Aim of the task:
What is wanted is an exact copy of all the entries.

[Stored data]
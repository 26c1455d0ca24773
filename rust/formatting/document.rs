use serde::{Deserialize, Serialize};

/// The series and number of an identity document, e.g. a passport `12 34 568920`.
#[derive(Debug, Clone, PartialEq, Eq, Default, Serialize, Deserialize)]
pub struct SeriesAndNumber {
    pub series: String,
    pub number: String,
}

/// Remove spaces and split into a four character series and the remaining number.
///
/// Nothing is validated: short input yields a short series and an empty number.
pub fn split_series_and_number(text: &str) -> SeriesAndNumber {
    let compact: String = text.chars().filter(|c| *c != ' ').collect();
    let split = compact
        .char_indices()
        .nth(4)
        .map_or(compact.len(), |(i, _)| i);
    let (series, number) = compact.split_at(split);
    SeriesAndNumber {
        series: series.to_string(),
        number: number.to_string(),
    }
}

// UNIT TESTS
#[cfg(test)]
mod tests {
    use super::*;

    #[test]
    fn test_split_series_and_number() {
        let result = split_series_and_number("12 34 568920");
        assert_eq!(result.series, "1234");
        assert_eq!(result.number, "568920");
    }

    #[test]
    fn test_split_short_input() {
        assert_eq!(
            split_series_and_number("12 3"),
            SeriesAndNumber {
                series: "123".to_string(),
                number: String::new()
            }
        );
        assert_eq!(split_series_and_number(""), SeriesAndNumber::default());
    }

    #[test]
    fn test_split_counts_characters() {
        let result = split_series_and_number("АБ ВГ 123");
        assert_eq!(result.series, "АБВГ");
        assert_eq!(result.number, "123");
    }
}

Answer to this task:
repository 26c1455d0ca24773
filename rust/formatting/document.rs
use serde::{Deserialize, Serialize};

/// The series and number of an identity document, e.g. a passport `12 34 568920`.
#[derive(Debug, Clone, PartialEq, Eq, Default, Serialize, Deserialize)]
pub struct SeriesAndNumber {
    pub series: String,
    pub number: String,
}

/// Remove spaces and split into a four character series and the remaining number.
///
/// Nothing is validated: short input yields a short series and an empty number.
pub fn split_series_and_number(text: &str) -> SeriesAndNumber {
    let compact: String = text.chars().filter(|c| *c != ' ').collect();
    let split = compact
        .char_indices()
        .nth(4)
        .map_or(compact.len(), |(i, _)| i);
    let (series, number) = compact.split_at(split);
    SeriesAndNumber {
        series: series.to_string(),
        number: number.to_string(),
    }
}

// UNIT TESTS
#[cfg(test)]
mod tests {
    use super::*;

    #[test]
    fn test_split_series_and_number() {
        let result = split_series_and_number("12 34 568920");
        assert_eq!(result.series, "1234");
        assert_eq!(result.number, "568920");
    }

    #[test]
    fn test_split_short_input() {
        assert_eq!(
            split_series_and_number("12 3"),
            SeriesAndNumber {
                series: "123".to_string(),
                number: String::new()
            }
        );
        assert_eq!(split_series_and_number(""), SeriesAndNumber::default());
    }

    #[test]
    fn test_split_counts_characters() {
        let result = split_series_and_number("АБ ВГ 123");
        assert_eq!(result.series, "АБВГ");
        assert_eq!(result.number, "123");
    }
}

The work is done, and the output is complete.